EXERCISE GOAL – In the data below, find each line carrying the string "derive" and copy it out.
*** Opening PROVIDED MATERIAL ***
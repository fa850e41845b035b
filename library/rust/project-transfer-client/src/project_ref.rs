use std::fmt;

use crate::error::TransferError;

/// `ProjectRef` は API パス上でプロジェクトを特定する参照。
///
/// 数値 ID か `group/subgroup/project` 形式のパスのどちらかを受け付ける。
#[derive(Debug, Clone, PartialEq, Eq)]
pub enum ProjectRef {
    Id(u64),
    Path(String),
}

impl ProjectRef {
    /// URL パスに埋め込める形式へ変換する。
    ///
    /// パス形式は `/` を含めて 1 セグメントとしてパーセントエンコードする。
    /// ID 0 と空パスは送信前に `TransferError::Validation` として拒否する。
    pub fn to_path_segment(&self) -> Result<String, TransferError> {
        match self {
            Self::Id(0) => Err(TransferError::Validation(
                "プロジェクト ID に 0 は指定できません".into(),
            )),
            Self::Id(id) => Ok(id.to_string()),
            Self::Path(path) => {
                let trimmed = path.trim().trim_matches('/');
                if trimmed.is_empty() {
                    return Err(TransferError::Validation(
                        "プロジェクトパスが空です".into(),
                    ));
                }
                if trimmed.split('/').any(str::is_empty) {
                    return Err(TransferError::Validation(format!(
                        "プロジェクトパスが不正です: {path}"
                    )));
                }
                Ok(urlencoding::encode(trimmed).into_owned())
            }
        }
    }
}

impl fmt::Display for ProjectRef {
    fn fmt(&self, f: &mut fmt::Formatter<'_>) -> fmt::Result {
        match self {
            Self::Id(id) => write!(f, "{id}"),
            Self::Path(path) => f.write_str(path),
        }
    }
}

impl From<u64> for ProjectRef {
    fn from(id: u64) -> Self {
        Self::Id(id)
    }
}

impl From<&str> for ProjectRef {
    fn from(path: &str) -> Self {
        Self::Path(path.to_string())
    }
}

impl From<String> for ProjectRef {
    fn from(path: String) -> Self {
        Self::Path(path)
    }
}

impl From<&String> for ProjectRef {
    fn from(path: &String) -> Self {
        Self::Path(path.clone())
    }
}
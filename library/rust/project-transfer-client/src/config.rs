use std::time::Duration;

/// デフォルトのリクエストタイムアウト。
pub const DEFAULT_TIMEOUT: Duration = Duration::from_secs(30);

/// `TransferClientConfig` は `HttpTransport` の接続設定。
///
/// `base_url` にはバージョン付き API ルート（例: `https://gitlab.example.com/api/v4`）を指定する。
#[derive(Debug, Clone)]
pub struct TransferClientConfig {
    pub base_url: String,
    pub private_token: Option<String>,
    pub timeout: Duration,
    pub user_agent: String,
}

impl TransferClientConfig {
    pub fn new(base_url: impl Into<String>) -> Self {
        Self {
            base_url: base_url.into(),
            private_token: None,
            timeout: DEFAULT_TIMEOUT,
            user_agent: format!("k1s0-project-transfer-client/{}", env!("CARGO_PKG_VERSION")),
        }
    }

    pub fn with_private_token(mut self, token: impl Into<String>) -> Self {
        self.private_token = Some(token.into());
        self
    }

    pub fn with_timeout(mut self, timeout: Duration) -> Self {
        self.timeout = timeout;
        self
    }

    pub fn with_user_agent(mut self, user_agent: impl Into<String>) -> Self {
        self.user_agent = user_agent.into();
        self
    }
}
*** Closing PROVIDED MATERIAL ***
*** Opening PROVIDED MATERIAL ***
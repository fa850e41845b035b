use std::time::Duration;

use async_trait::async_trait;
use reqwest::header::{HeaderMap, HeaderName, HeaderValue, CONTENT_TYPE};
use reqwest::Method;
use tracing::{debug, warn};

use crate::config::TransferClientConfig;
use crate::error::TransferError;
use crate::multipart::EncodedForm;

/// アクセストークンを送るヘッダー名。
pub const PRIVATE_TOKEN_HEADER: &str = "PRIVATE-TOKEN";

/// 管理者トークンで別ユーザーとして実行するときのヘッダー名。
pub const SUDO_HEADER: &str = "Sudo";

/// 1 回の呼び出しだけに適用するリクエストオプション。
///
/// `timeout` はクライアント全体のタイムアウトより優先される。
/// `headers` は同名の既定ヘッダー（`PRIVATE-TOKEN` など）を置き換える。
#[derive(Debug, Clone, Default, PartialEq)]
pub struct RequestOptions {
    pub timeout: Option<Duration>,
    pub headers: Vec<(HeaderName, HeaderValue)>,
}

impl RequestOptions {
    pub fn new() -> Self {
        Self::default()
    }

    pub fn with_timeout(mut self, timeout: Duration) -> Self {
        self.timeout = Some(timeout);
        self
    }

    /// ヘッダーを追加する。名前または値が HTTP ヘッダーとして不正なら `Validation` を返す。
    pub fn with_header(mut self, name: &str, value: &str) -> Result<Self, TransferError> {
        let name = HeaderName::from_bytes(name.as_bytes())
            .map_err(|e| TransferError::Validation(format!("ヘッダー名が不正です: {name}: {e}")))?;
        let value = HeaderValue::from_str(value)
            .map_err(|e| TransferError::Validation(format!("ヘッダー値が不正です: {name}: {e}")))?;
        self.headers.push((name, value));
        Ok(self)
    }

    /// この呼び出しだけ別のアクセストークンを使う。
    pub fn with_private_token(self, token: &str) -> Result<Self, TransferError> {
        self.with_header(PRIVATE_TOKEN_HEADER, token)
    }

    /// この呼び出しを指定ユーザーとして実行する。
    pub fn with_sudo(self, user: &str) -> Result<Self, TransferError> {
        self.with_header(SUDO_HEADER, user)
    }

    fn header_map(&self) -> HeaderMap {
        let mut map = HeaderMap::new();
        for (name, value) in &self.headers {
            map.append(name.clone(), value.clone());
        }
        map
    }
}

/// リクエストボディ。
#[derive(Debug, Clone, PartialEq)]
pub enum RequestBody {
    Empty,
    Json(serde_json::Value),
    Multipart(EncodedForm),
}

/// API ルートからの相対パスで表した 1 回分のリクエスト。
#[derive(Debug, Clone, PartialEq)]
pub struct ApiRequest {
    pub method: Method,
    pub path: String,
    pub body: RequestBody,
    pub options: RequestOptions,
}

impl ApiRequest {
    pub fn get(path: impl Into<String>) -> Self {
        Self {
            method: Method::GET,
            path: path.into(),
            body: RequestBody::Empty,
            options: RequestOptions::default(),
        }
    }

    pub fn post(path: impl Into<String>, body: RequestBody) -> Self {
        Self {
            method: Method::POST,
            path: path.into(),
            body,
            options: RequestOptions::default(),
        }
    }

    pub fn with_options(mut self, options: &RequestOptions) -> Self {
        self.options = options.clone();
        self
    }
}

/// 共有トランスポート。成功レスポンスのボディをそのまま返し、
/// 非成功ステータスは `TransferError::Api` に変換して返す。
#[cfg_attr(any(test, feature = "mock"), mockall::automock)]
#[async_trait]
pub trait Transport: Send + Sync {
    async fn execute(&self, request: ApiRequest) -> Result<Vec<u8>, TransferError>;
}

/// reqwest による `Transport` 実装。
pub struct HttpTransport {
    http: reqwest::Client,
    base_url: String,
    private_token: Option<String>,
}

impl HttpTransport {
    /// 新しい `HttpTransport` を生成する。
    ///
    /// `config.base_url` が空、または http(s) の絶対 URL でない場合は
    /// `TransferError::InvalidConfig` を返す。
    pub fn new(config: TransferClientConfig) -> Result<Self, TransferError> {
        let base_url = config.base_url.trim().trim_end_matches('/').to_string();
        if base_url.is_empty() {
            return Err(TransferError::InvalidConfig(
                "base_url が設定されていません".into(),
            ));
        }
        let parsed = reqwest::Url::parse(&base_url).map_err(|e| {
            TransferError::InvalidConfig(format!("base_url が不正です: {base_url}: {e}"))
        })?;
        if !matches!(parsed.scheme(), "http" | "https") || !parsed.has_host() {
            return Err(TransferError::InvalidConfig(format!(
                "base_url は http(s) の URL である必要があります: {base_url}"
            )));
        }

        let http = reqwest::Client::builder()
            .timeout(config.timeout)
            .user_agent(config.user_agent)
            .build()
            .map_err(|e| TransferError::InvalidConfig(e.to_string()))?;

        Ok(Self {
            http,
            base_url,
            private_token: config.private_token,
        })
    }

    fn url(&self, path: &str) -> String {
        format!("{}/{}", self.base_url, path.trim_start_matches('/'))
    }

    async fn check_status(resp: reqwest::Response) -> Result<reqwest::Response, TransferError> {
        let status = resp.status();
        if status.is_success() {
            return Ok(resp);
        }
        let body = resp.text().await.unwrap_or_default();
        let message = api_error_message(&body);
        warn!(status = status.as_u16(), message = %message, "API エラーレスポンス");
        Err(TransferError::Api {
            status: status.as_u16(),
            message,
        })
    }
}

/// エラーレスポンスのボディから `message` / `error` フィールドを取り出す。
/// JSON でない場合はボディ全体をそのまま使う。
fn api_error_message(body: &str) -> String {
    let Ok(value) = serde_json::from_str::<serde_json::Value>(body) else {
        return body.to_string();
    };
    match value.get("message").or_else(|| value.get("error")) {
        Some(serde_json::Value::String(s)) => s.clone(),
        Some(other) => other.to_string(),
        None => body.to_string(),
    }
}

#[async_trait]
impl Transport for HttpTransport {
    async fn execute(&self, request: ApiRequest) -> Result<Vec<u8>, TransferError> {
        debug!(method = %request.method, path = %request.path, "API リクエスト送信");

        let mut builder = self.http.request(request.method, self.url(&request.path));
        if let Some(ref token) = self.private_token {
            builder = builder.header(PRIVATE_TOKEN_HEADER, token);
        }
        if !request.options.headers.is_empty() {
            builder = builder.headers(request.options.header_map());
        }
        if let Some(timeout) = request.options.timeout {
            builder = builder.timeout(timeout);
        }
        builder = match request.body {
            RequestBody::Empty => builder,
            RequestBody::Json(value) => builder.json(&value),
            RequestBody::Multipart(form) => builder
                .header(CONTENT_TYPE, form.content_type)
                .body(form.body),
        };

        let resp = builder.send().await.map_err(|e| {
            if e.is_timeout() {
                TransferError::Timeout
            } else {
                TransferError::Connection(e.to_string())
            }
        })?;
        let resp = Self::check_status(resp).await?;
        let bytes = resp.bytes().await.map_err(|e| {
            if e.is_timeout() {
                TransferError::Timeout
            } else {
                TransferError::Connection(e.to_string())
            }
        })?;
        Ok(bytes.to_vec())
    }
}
*** Closing PROVIDED MATERIAL ***
*** Opening PROVIDED MATERIAL ***
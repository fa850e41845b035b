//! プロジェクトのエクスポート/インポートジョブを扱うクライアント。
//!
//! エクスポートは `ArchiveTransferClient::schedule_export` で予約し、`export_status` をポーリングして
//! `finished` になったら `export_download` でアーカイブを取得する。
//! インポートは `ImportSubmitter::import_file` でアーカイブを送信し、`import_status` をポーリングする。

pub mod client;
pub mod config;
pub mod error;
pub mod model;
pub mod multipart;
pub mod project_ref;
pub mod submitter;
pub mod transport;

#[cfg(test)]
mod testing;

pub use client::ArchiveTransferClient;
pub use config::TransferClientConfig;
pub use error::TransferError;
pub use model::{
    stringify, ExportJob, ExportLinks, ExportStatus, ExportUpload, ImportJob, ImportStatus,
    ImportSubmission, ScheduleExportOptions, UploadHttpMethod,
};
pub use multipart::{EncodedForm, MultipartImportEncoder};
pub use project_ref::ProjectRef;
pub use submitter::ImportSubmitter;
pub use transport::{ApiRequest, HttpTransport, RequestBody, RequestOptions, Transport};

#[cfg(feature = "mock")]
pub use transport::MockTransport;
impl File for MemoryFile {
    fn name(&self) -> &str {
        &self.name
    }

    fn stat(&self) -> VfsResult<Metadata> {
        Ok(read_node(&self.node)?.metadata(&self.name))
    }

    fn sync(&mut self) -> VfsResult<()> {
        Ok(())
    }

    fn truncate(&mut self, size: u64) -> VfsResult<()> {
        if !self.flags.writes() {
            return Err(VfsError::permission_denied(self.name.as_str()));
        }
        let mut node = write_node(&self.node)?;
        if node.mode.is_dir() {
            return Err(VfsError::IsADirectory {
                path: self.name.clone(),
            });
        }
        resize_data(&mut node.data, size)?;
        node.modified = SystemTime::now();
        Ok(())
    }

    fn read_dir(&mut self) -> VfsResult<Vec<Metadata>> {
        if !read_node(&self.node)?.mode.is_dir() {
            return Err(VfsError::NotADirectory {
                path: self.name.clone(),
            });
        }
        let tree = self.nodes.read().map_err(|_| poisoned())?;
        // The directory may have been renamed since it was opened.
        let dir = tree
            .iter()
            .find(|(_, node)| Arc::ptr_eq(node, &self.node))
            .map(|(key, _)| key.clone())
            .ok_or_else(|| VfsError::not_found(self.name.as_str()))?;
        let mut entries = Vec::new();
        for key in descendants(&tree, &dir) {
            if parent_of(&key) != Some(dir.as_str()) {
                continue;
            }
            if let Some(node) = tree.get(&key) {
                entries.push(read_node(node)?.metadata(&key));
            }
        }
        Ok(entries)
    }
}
*** Closing PROVIDED MATERIAL ***
WRITTEN ANSWER –
#[derive(Debug, Clone, PartialEq, Eq)]
#[derive(Debug, Clone)]
#[derive(Debug, Clone, Default, PartialEq)]
#[derive(Debug, Clone, PartialEq)]
#[derive(Debug, Clone, PartialEq)]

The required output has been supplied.